Dataset extract START

//! Minimal ABI codec for contract event logs and `eth_call` payloads.
//!
//! Covers exactly the parameter types the watched contracts emit. Decoding is
//! strict: malformed words or truncated payloads are errors, never silently
//! masked, because a misdecoded log is a misindexed vote or deposit.

use alloy_primitives::{keccak256, Address, B256, U256};
use thiserror::Error;

#[derive(Debug, Error, PartialEq, Eq)]
pub enum AbiError {
    #[error("abi data too short: wanted {wanted} bytes, have {have}")]
    DataTooShort { wanted: usize, have: usize },
    #[error("abi offset or length out of bounds: {0}")]
    OutOfBounds(usize),
    #[error("invalid boolean word")]
    InvalidBool,
    #[error("uint{width} value out of range")]
    UintOverflow { width: usize },
    #[error("invalid utf-8 in abi string")]
    InvalidUtf8,
    #[error("indexed parameter of type {0} cannot be decoded from a topic")]
    UnsupportedTopic(&'static str),
}

/// The Solidity types used by the watched contracts' events and views.
#[derive(Debug, Clone, Copy, PartialEq, Eq)]
pub enum ParamType {
    Address,
    AddressArray,
    Bool,
    Bytes,
    String,
    StringArray,
    Uint8,
    Uint64,
    Uint256,
    Uint256Array,
}

impl ParamType {
    /// Canonical name as it appears in an event signature.
    pub fn name(&self) -> &'static str {
        match self {
            ParamType::Address => "address",
            ParamType::AddressArray => "address[]",
            ParamType::Bool => "bool",
            ParamType::Bytes => "bytes",
            ParamType::String => "string",
            ParamType::StringArray => "string[]",
            ParamType::Uint8 => "uint8",
            ParamType::Uint64 => "uint64",
            ParamType::Uint256 => "uint256",
            ParamType::Uint256Array => "uint256[]",
        }
    }

    fn is_dynamic(&self) -> bool {
        matches!(
            self,
            ParamType::AddressArray
                | ParamType::Bytes
                | ParamType::String
                | ParamType::StringArray
                | ParamType::Uint256Array
        )
    }
}

/// A decoded ABI value.
#[derive(Debug, Clone, PartialEq, Eq)]
pub enum Token {
    Address(Address),
    AddressArray(Vec<Address>),
    Bool(bool),
    Bytes(Vec<u8>),
    String(String),
    StringArray(Vec<String>),
    Uint(U256),
    UintArray(Vec<U256>),
}

impl Token {
    pub fn as_address(&self) -> Option<Address> {
        match self {
            Token::Address(a) => Some(*a),
            _ => None,
        }
    }

    pub fn as_bool(&self) -> Option<bool> {
        match self {
            Token::Bool(b) => Some(*b),
            _ => None,
        }
    }

    pub fn as_uint(&self) -> Option<U256> {
        match self {
            Token::Uint(v) => Some(*v),
            _ => None,
        }
    }

    pub fn as_string(&self) -> Option<&str> {
        match self {
            Token::String(s) => Some(s),
            _ => None,
        }
    }

    pub fn as_string_array(&self) -> Option<&[String]> {
        match self {
            Token::StringArray(v) => Some(v),
            _ => None,
        }
    }

    pub fn as_address_array(&self) -> Option<&[Address]> {
        match self {
            Token::AddressArray(v) => Some(v),
            _ => None,
        }
    }
}

/// Canonical event signature, e.g. `VoteCast(address,uint256,uint8,uint256)`.
pub fn event_signature(name: &str, kinds: &[ParamType]) -> String {
    let params: Vec<&str> = kinds.iter().map(ParamType::name).collect();
    format!("{}({})", name, params.join(","))
}

/// keccak256 of the canonical signature; topic[0] of every matching log.
pub fn event_topic(name: &str, kinds: &[ParamType]) -> B256 {
    keccak256(event_signature(name, kinds).as_bytes())
}

/// First four bytes of the signature hash; prefix of `eth_call` data.
pub fn selector(signature: &str) -> [u8; 4] {
    let hash = keccak256(signature.as_bytes());
    [hash[0], hash[1], hash[2], hash[3]]
}

/// Decodes a batch of parameters from `data` in declaration order.
pub fn decode(kinds: &[ParamType], data: &[u8]) -> Result<Vec<Token>, AbiError> {
    let mut tokens = Vec::with_capacity(kinds.len());
    for (slot, kind) in kinds.iter().enumerate() {
        let word = read_word(data, slot * 32)?;
        let token = if kind.is_dynamic() {
            let offset = read_usize(&word)?;
            decode_dynamic(*kind, data, offset)?
        } else {
            decode_static(*kind, &word)?
        };
        tokens.push(token);
    }
    Ok(tokens)
}

/// Decodes one indexed parameter from a log topic. Only value types may be
/// decoded this way; a dynamic indexed parameter is stored hashed on chain.
pub fn decode_topic(kind: ParamType, topic: &B256) -> Result<Token, AbiError> {
    if kind.is_dynamic() {
        return Err(AbiError::UnsupportedTopic(kind.name()));
    }
    decode_static(kind, &topic.0)
}

fn decode_static(kind: ParamType, word: &[u8; 32]) -> Result<Token, AbiError> {
    match kind {
        ParamType::Address => Ok(Token::Address(Address::from_slice(&word[12..]))),
        ParamType::Bool => {
            if word[..31].iter().any(|b| *b != 0) || word[31] > 1 {
                return Err(AbiError::InvalidBool);
            }
            Ok(Token::Bool(word[31] == 1))
        }
        ParamType::Uint8 => {
            if word[..31].iter().any(|b| *b != 0) {
                return Err(AbiError::UintOverflow { width: 8 });
            }
            Ok(Token::Uint(U256::from(word[31])))
        }
        ParamType::Uint64 => {
            if word[..24].iter().any(|b| *b != 0) {
                return Err(AbiError::UintOverflow { width: 64 });
            }
            Ok(Token::Uint(U256::from_be_slice(word)))
        }
        ParamType::Uint256 => Ok(Token::Uint(U256::from_be_slice(word))),
        _ => unreachable!("dynamic types are handled by decode_dynamic"),
    }
}

fn decode_dynamic(kind: ParamType, data: &[u8], offset: usize) -> Result<Token, AbiError> {
    let len = read_usize(&read_word(data, offset)?)?;
    if len > data.len() {
        return Err(AbiError::OutOfBounds(len));
    }
    let base = offset + 32;
    match kind {
        ParamType::Bytes => Ok(Token::Bytes(read_bytes(data, base, len)?.to_vec())),
        ParamType::String => {
            let raw = read_bytes(data, base, len)?;
            let text = std::str::from_utf8(raw).map_err(|_| AbiError::InvalidUtf8)?;
            Ok(Token::String(text.to_string()))
        }
        ParamType::AddressArray => {
            let mut items = Vec::with_capacity(len);
            for i in 0..len {
                let word = read_word(data, base + i * 32)?;
                items.push(Address::from_slice(&word[12..]));
            }
            Ok(Token::AddressArray(items))
        }
        ParamType::Uint256Array => {
            let mut items = Vec::with_capacity(len);
            for i in 0..len {
                let word = read_word(data, base + i * 32)?;
                items.push(U256::from_be_slice(&word));
            }
            Ok(Token::UintArray(items))
        }
        ParamType::StringArray => {
            // Element offsets are relative to the start of the array body.
            let mut items = Vec::with_capacity(len);
            for i in 0..len {
                let elem_offset = read_usize(&read_word(data, base + i * 32)?)?;
                match decode_dynamic(ParamType::String, &data[base..], elem_offset)? {
                    Token::String(s) => items.push(s),
                    _ => unreachable!(),
                }
            }
            Ok(Token::StringArray(items))
        }
        _ => unreachable!("static types are handled by decode_static"),
    }
}

/// Encodes a batch of values; the exact inverse of [`decode`].
pub fn encode(tokens: &[Token]) -> Vec<u8> {
    let head_len = tokens.len() * 32;
    let mut head = Vec::with_capacity(head_len);
    let mut tail = Vec::new();
    for token in tokens {
        match encode_static(token) {
            Some(word) => head.extend_from_slice(&word),
            None => {
                push_uint(&mut head, U256::from((head_len + tail.len()) as u64));
                encode_dynamic(token, &mut tail);
            }
        }
    }
    head.extend_from_slice(&tail);
    head
}

fn encode_static(token: &Token) -> Option<[u8; 32]> {
    let mut word = [0u8; 32];
    match token {
        Token::Address(a) => word[12..].copy_from_slice(a.as_slice()),
        Token::Bool(b) => word[31] = *b as u8,
        Token::Uint(v) => word = v.to_be_bytes::<32>(),
        _ => return None,
    }
    Some(word)
}

fn encode_dynamic(token: &Token, out: &mut Vec<u8>) {
    match token {
        Token::Bytes(raw) => {
            push_uint(out, U256::from(raw.len() as u64));
            out.extend_from_slice(raw);
            pad_to_word(out, raw.len());
        }
        Token::String(s) => encode_dynamic(&Token::Bytes(s.as_bytes().to_vec()), out),
        Token::AddressArray(items) => {
            push_uint(out, U256::from(items.len() as u64));
            for a in items {
                let mut word = [0u8; 32];
                word[12..].copy_from_slice(a.as_slice());
                out.extend_from_slice(&word);
            }
        }
        Token::UintArray(items) => {
            push_uint(out, U256::from(items.len() as u64));
            for v in items {
                push_uint(out, *v);
            }
        }
        Token::StringArray(items) => {
            push_uint(out, U256::from(items.len() as u64));
            let head_len = items.len() * 32;
            let mut heads = Vec::with_capacity(head_len);
            let mut tails = Vec::new();
            for s in items {
                push_uint(&mut heads, U256::from((head_len + tails.len()) as u64));
                encode_dynamic(&Token::String(s.clone()), &mut tails);
            }
            out.extend_from_slice(&heads);
            out.extend_from_slice(&tails);
        }
        _ => unreachable!("static tokens are handled by encode_static"),
    }
}

fn push_uint(out: &mut Vec<u8>, value: U256) {
    out.extend_from_slice(&value.to_be_bytes::<32>());
}

fn pad_to_word(out: &mut Vec<u8>, content_len: usize) {
    let rem = content_len % 32;
    if rem != 0 {
        out.extend(std::iter::repeat(0u8).take(32 - rem));
    }
}

fn read_word(data: &[u8], offset: usize) -> Result<[u8; 32], AbiError> {
    let raw = read_bytes(data, offset, 32)?;
    let mut word = [0u8; 32];
    word.copy_from_slice(raw);
    Ok(word)
}

fn read_bytes(data: &[u8], offset: usize, len: usize) -> Result<&[u8], AbiError> {
    let end = offset.checked_add(len).ok_or(AbiError::OutOfBounds(offset))?;
    if end > data.len() {
        return Err(AbiError::DataTooShort {
            wanted: end,
            have: data.len(),
        });
    }
    Ok(&data[offset..end])
}

fn read_usize(word: &[u8; 32]) -> Result<usize, AbiError> {
    if word[..28].iter().any(|b| *b != 0) {
        return Err(AbiError::OutOfBounds(usize::MAX));
    }
    let value = U256::from_be_slice(word);
    Ok(value.as_limbs()[0] as usize)
}

#[cfg(test)]
mod tests {
    use super::*;
    use std::str::FromStr;

    #[test]
    fn signature_is_canonical() {
        let sig = event_signature(
            "VoteCast",
            &[
                ParamType::Address,
                ParamType::Uint256,
                ParamType::Uint8,
                ParamType::Uint256,
            ],
        );
        assert_eq!(sig, "VoteCast(address,uint256,uint8,uint256)");
        // Known keccak256 of ERC-20 Transfer as a reference point.
        let transfer = event_topic(
            "Transfer",
            &[ParamType::Address, ParamType::Address, ParamType::Uint256],
        );
        assert_eq!(
            format!("{transfer:x}"),
            "ddf252ad1be2c89b69c2b068fc378daa952ba7f163c4a11628f55a4df523b3ef"
        );
    }

    #[test]
    fn decodes_proposal_created_payload() {
        // (string description, string[] options, uint256 start, uint256 end)
        let tokens = vec![
            Token::String("upgrade the pot".to_string()),
            Token::StringArray(vec!["yes".to_string(), "no".to_string()]),
            Token::Uint(U256::from(1_700_000_000u64)),
            Token::Uint(U256::from(1_700_604_800u64)),
        ];
        let data = encode(&tokens);
        let kinds = [
            ParamType::String,
            ParamType::StringArray,
            ParamType::Uint256,
            ParamType::Uint256,
        ];
        let decoded = decode(&kinds, &data).unwrap();
        assert_eq!(decoded, tokens);
    }

    #[test]
    fn decodes_address_arrays() {
        let a = Address::from_str("0x11cac290c3a12744dc7cb647e7b6032303c64152").unwrap();
        let b = Address::from_str("0x5f98156b5f6401e7fd899e9fa2d60b07233d25b6").unwrap();
        let data = encode(&[Token::AddressArray(vec![a, b])]);
        let decoded = decode(&[ParamType::AddressArray], &data).unwrap();
        assert_eq!(decoded[0].as_address_array().unwrap(), &[a, b]);
    }

    #[test]
    fn topic_decoding_is_strict() {
        let mut word = [0u8; 32];
        word[12..].copy_from_slice(&[0xaa; 20]);
        let topic = B256::from(word);
        let token = decode_topic(ParamType::Address, &topic).unwrap();
        assert_eq!(
            token.as_address().unwrap(),
            Address::from_slice(&[0xaa; 20])
        );

        assert_eq!(
            decode_topic(ParamType::String, &topic),
            Err(AbiError::UnsupportedTopic("string"))
        );
    }

    #[test]
    fn rejects_malformed_words() {
        let mut word = [0u8; 32];
        word[31] = 2;
        assert_eq!(
            decode(&[ParamType::Bool], &word),
            Err(AbiError::InvalidBool)
        );

        let mut big = [0u8; 32];
        big[0] = 1;
        assert_eq!(
            decode(&[ParamType::Uint8], &big),
            Err(AbiError::UintOverflow { width: 8 })
        );

        assert_eq!(
            decode(&[ParamType::Uint256], &[0u8; 16]),
            Err(AbiError::DataTooShort {
                wanted: 32,
                have: 16
            })
        );
    }

    #[test]
    fn rejects_truncated_dynamic_payloads() {
        let data = encode(&[Token::String("hello world".to_string())]);
        let err = decode(&[ParamType::String], &data[..data.len() - 32]).unwrap_err();
        assert!(matches!(err, AbiError::DataTooShort { .. }));
    }
}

Dataset extract END

■ **What you will do**: The lines from the first of the entries through the line holding "usize, have: usize" are to be restated word for word, and no others.

■ **Answer**:
//! Minimal ABI codec for contract event logs and `eth_call` payloads.
//!
//! Covers exactly the parameter types the watched contracts emit. Decoding is
//! strict: malformed words or truncated payloads are errors, never silently
//! masked, because a misdecoded log is a misindexed vote or deposit.

use alloy_primitives::{keccak256, Address, B256, U256};
use thiserror::Error;

#[derive(Debug, Error, PartialEq, Eq)]
pub enum AbiError {
    #[error("abi data too short: wanted {wanted} bytes, have {have}")]
    DataTooShort { wanted: usize, have: usize },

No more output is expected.